Records for the exercise =
use std::str::Chars;

use crate::token::{Position, Span, Token, TokenKind, KEYWORDS};

pub const SUGGESTED_TOKENS_CAPACITY: usize = 8_192;

/// Opens and closes a block comment.
const BLOCK_COMMENT_FENCE: &str = "mt-padh!";

/// A convenience function that lexes the whole input, up to and including the
/// first [`TokenKind::Eof`].
pub fn lex_in_new(src: &str) -> Vec<Token> {
    let mut tokens = Vec::with_capacity(SUGGESTED_TOKENS_CAPACITY);
    tokens.extend(Lexer::new(src));
    tokens
}

#[derive(Copy, Clone, Debug, PartialEq, Eq)]
pub enum Error {
    UnterminatedString,
    UnexpectedCharacter,
    UnterminatedComment,
}

/// The awara lexer.
///
/// Tokens are produced on demand through [`Lexer::next_token`]. Once the input
/// is exhausted, every further call returns an [`TokenKind::Eof`] token.
///
/// As an [`Iterator`], the lexer stops right after yielding the first `Eof`.
pub struct Lexer<'src> {
    src: &'src str,
    iter: Chars<'src>,
    cursor: usize,
    pos: Position,
    current_lo: usize,
    current_pos: Position,
    finished: bool,
}

impl<'src> Lexer<'src> {
    pub fn new(src: &'src str) -> Lexer<'src> {
        Lexer {
            src,
            iter: src.chars(),
            cursor: 0,
            pos: Position::START,
            current_lo: 0,
            current_pos: Position::START,
            finished: false,
        }
    }

    /// Skips whitespace and comments, then scans the next token.
    pub fn next_token(&mut self) -> Token {
        if let Err(error) = self.skip_trivia() {
            return self.produce(TokenKind::Error(error));
        }
        self.mark();
        let kind = self.scan_token_kind();
        self.produce(kind)
    }

    fn scan_token_kind(&mut self) -> TokenKind {
        use TokenKind::*;
        if self.is_at_end() {
            return Eof;
        }
        match self.advance() {
            '(' => LParen,
            ')' => RParen,
            '{' => LBrace,
            '}' => RBrace,
            ',' => Comma,
            '"' => self.string(),
            c if c.is_ascii_alphabetic() || c == '_' => self.identifier_or_keyword(),
            c if c.is_ascii_digit() => self.number(),
            _ => Error(self::Error::UnexpectedCharacter),
        }
    }

    /// Scans up to the closing quotation mark. A backslash escapes the next
    /// character, so `\"` doesn't close the string. Escapes are kept verbatim
    /// in the lexeme; see [`unescape`].
    fn string(&mut self) -> TokenKind {
        let mut is_escaping = false;
        loop {
            if self.is_at_end() {
                return TokenKind::Error(Error::UnterminatedString);
            }
            match (is_escaping, self.advance()) {
                (false, '"') => return TokenKind::String,
                (false, '\\') => is_escaping = true,
                (_, _) => is_escaping = false,
            }
        }
    }

    fn identifier_or_keyword(&mut self) -> TokenKind {
        let valid_identifier_suffix = |c: char| c.is_ascii_alphanumeric() || c == '_' || c == '.';

        while valid_identifier_suffix(self.peek()) {
            self.advance();
        }
        KEYWORDS
            .get(self.substr())
            .copied()
            .unwrap_or(TokenKind::Identifier)
    }

    /// A `.` only continues the literal (as a float) if a digit follows it.
    /// Otherwise it is left for the next scan.
    fn number(&mut self) -> TokenKind {
        self.digits();
        if self.peek() == '.' && self.peek_second().is_ascii_digit() {
            self.advance();
            self.digits();
            return TokenKind::Float;
        }
        TokenKind::Number
    }

    fn digits(&mut self) {
        while self.peek().is_ascii_digit() {
            self.advance();
        }
    }

    fn skip_trivia(&mut self) -> Result<(), Error> {
        loop {
            match self.peek() {
                c if c.is_ascii_whitespace() => {
                    self.advance();
                }
                '/' if self.peek_second() == '/' => self.line_comment(),
                _ if self.rest().starts_with(BLOCK_COMMENT_FENCE) => self.block_comment()?,
                _ => return Ok(()),
            }
        }
    }

    fn line_comment(&mut self) {
        while !self.is_at_end() && self.peek() != '\n' {
            self.advance();
        }
    }

    fn block_comment(&mut self) -> Result<(), Error> {
        self.mark();
        self.advance_by(BLOCK_COMMENT_FENCE.len());
        loop {
            if self.is_at_end() {
                return Err(Error::UnterminatedComment);
            }
            if self.rest().starts_with(BLOCK_COMMENT_FENCE) {
                self.advance_by(BLOCK_COMMENT_FENCE.len());
                return Ok(());
            }
            self.advance();
        }
    }
}

impl Lexer<'_> {
    /// Starts a new token "mark".
    fn mark(&mut self) {
        self.current_lo = self.cursor;
        self.current_pos = self.pos;
    }

    /// Returns the next character and advances the iterator, keeping track of
    /// line and column.
    fn advance(&mut self) -> char {
        let Some(c) = self.iter.next() else {
            return '\0';
        };
        self.cursor += c.len_utf8();
        if c == '\n' {
            self.pos.line += 1;
            self.pos.column = 1;
        } else {
            self.pos.column += 1;
        }
        c
    }

    /// Advances over `n` bytes of ASCII text.
    fn advance_by(&mut self, n: usize) {
        let target = self.cursor + n;
        while self.cursor < target {
            self.advance();
        }
    }

    /// Returns the next character without advancing the iterator.
    fn peek(&self) -> char {
        self.iter.clone().next().unwrap_or('\0')
    }

    /// Returns the character after the next one without advancing.
    fn peek_second(&self) -> char {
        self.iter.clone().nth(1).unwrap_or('\0')
    }

    fn is_at_end(&self) -> bool {
        self.cursor >= self.src.len()
    }

    /// Returns the not yet scanned input.
    fn rest(&self) -> &str {
        &self.src[self.cursor..]
    }

    /// Returns the current span.
    fn span(&self) -> Span {
        Span::new_of_bounds(self.current_lo..self.cursor, self.current_pos)
    }

    /// Returns the substring of the current marked bounds.
    fn substr(&self) -> &str {
        &self.src[self.current_lo..self.cursor]
    }

    /// Produces a token using the marked bounds.
    fn produce(&self, kind: TokenKind) -> Token {
        Token::new(kind, self.span())
    }
}

impl Iterator for Lexer<'_> {
    type Item = Token;

    fn next(&mut self) -> Option<Token> {
        if self.finished {
            return None;
        }
        let token = self.next_token();
        self.finished = token.is_eof();
        Some(token)
    }
}

pub mod extract {
    use super::*;

    /// Returns the string literal's contents, without the quotes. Escape
    /// sequences are left untouched.
    pub fn string(token: Token, src: &str) -> &str {
        debug_assert_eq!(token.kind, TokenKind::String);
        let text = token.text(src);
        &text[1..text.len() - 1]
    }
}

/// Performs the escape sequences of a raw string literal.
pub fn unescape(raw: &str) -> String {
    if !raw.contains('\\') {
        return raw.to_string();
    }
    let mut buf = String::with_capacity(raw.len());
    let mut escaped = false;
    for char in raw.chars() {
        let char = match (escaped, char) {
            (true, 'b') => '\x08', // backspace
            (true, 't') => '\t',   // tab
            (true, 'n') => '\n',   // newline
            (true, 'f') => '\x0c', // form feed
            (false, '\\') => {
                escaped = true;
                continue;
            }
            (_, char) => char,
        };
        escaped = false;
        buf.push(char);
    }
    buf
}

#[cfg(test)]
mod tests {
    use super::*;
    use pretty_assertions::assert_eq;

    #[test]
    fn test_demo_program_no_errors() {
        let input = include_str!("../demos/big.awara");
        let has_errors = lex_in_new(input).into_iter().any(|t| t.kind.is_error());
        assert!(!has_errors);
    }

    #[test]
    fn tests_with_span() {
        use TokenKind::*;
        let cases = cases!(match .. {
            "(){}," => [
                (LParen, 0..1),
                (RParen, 1..2),
                (LBrace, 2..3),
                (RBrace, 3..4),
                (Comma, 4..5),
                (Eof, 5..5),
            ],
            "dikha_bhai dikha bhai dekh wapas.kro aur ya khali" => [
                (Print, 0..10),
                (Print, 11..16),
                (Print, 17..21),
                (Function, 22..26),
                (Return, 27..36),
                (And, 37..40),
                (Or, 41..43),
                (Khali, 44..49),
                (Eof, 49..49),
            ],
            "true false True khali_ wapas _x a.b.c int" => [
                (Boolean, 0..4),
                (Boolean, 5..10),
                (Identifier, 11..15),
                (Identifier, 16..22),
                (Identifier, 23..28),
                (Identifier, 29..31),
                (Identifier, 32..37),
                (Identifier, 38..41),
                (Eof, 41..41),
            ],
            "1 12 007 123.45 0.5" => [
                (Number, 0..1),
                (Number, 2..4),
                (Number, 5..8),
                (Float, 9..15),
                (Float, 16..19),
                (Eof, 19..19),
            ],
            "123." => [
                (Number, 0..3),
                (Error(self::Error::UnexpectedCharacter), 3..4),
                (Eof, 4..4),
            ],
            "12.x" => [
                (Number, 0..2),
                (Error(self::Error::UnexpectedCharacter), 2..3),
                (Identifier, 3..4),
                (Eof, 4..4),
            ],
            r#""" "oi bhai" "a\"b" "\\""# => [
                (String, 0..2),
                (String, 3..12),
                (String, 13..19),
                (String, 20..24),
                (Eof, 24..24),
            ],
            r#"("abc"# => [
                (LParen, 0..1),
                (Error(self::Error::UnterminatedString), 1..5),
                (Eof, 5..5),
            ],
            "1 // comment (\n2 mt-padh! ( } \n \" mt-padh! 3" => [
                (Number, 0..1),
                (Number, 15..16),
                (Number, 43..44),
                (Eof, 44..44),
            ],
            "// only a comment" => [(Eof, 17..17)],
            "// a\0b\n1" => [(Number, 7..8), (Eof, 8..8)],
            "1 mt-padh! never closed" => [
                (Number, 0..1),
                (Error(self::Error::UnterminatedComment), 2..23),
                (Eof, 23..23),
            ],
            "a + b" => [
                (Identifier, 0..1),
                (Error(self::Error::UnexpectedCharacter), 2..3),
                (Identifier, 4..5),
                (Eof, 5..5),
            ],
        });

        for (input, expected) in cases {
            let lexed: Vec<_> = lex_in_new(input)
                .into_iter()
                .map(|t| (t.kind, t.span().range()))
                .collect();
            assert_eq!(&lexed, expected, "input: {input:?}");
        }
    }

    #[test]
    fn test_float_text() {
        let src = "123.45";
        let tokens = lex_in_new(src);
        assert_eq!(tokens.len(), 2);
        assert_eq!(tokens[0].kind, TokenKind::Float);
        assert_eq!(tokens[0].text(src), "123.45");
    }

    #[test]
    fn test_positions() {
        let src = "dikha_bhai 1\n  dekh f(\"a\nb\") }";
        let positions: Vec<_> = lex_in_new(src)
            .into_iter()
            .map(|t| (t.text(src).to_string(), t.span().pos.line, t.span().pos.column))
            .collect();
        let expected: Vec<_> = [
            ("dikha_bhai", 1, 1),
            ("1", 1, 12),
            ("dekh", 2, 3),
            ("f", 2, 8),
            ("(", 2, 9),
            ("\"a\nb\"", 2, 10),
            (")", 3, 3),
            ("}", 3, 5),
            ("", 3, 6),
        ]
        .into_iter()
        .map(|(s, l, c)| (s.to_string(), l, c))
        .collect();
        assert_eq!(positions, expected);
    }

    #[test]
    fn test_unexpected_character_position() {
        let tokens = lex_in_new("dikha_bhai 1\n   @");
        let error = tokens[2];
        assert_eq!(error.kind, TokenKind::Error(Error::UnexpectedCharacter));
        assert_eq!(error.span().pos, Position { line: 2, column: 4 });
    }

    #[test]
    fn test_eof_is_idempotent() {
        let mut lexer = Lexer::new("khali");
        assert_eq!(lexer.next_token().kind, TokenKind::Khali);
        for _ in 0..3 {
            let token = lexer.next_token();
            assert!(token.is_eof());
            assert_eq!(token.span().range(), 5..5);
        }
    }

    #[test]
    fn test_iterator_stops_after_eof() {
        let mut lexer = Lexer::new("1");
        assert_eq!(lexer.next().map(|t| t.kind), Some(TokenKind::Number));
        assert_eq!(lexer.next().map(|t| t.kind), Some(TokenKind::Eof));
        assert_eq!(lexer.next(), None);
    }

    #[test]
    fn test_unescape() {
        assert_eq!(unescape("plain"), "plain");
        assert_eq!(unescape(r"a\nb"), "a\nb");
        assert_eq!(unescape(r#"say \"hi\""#), "say \"hi\"");
        assert_eq!(unescape(r"back\\slash"), "back\\slash");
        assert_eq!(unescape(r"\q"), "q");
    }

    macro_rules! cases {
        (match .. {
            $($str:expr => [$(($kind:expr, $range:expr)),* $(,)?]),* $(,)?
        }) => {{
            &[$((
                $str,
                vec![$(($kind, $range)),*],
            )),*]
        }};
    }
    use cases;
}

Problem to solve =
Search the listing above for the lines with "while !self.is_at_end() &&" and "fn peek_second(&self) ->", then output those lines and all lines between them exactly.

Answer to this task =
        while !self.is_at_end() && self.peek() != '\n' {
            self.advance();
        }
    }

    fn block_comment(&mut self) -> Result<(), Error> {
        self.mark();
        self.advance_by(BLOCK_COMMENT_FENCE.len());
        loop {
            if self.is_at_end() {
                return Err(Error::UnterminatedComment);
            }
            if self.rest().starts_with(BLOCK_COMMENT_FENCE) {
                self.advance_by(BLOCK_COMMENT_FENCE.len());
                return Ok(());
            }
            self.advance();
        }
    }
}

impl Lexer<'_> {
    /// Starts a new token "mark".
    fn mark(&mut self) {
        self.current_lo = self.cursor;
        self.current_pos = self.pos;
    }

    /// Returns the next character and advances the iterator, keeping track of
    /// line and column.
    fn advance(&mut self) -> char {
        let Some(c) = self.iter.next() else {
            return '\0';
        };
        self.cursor += c.len_utf8();
        if c == '\n' {
            self.pos.line += 1;
            self.pos.column = 1;
        } else {
            self.pos.column += 1;
        }
        c
    }

    /// Advances over `n` bytes of ASCII text.
    fn advance_by(&mut self, n: usize) {
        let target = self.cursor + n;
        while self.cursor < target {
            self.advance();
        }
    }

    /// Returns the next character without advancing the iterator.
    fn peek(&self) -> char {
        self.iter.clone().next().unwrap_or('\0')
    }

    /// Returns the character after the next one without advancing.
    fn peek_second(&self) -> char {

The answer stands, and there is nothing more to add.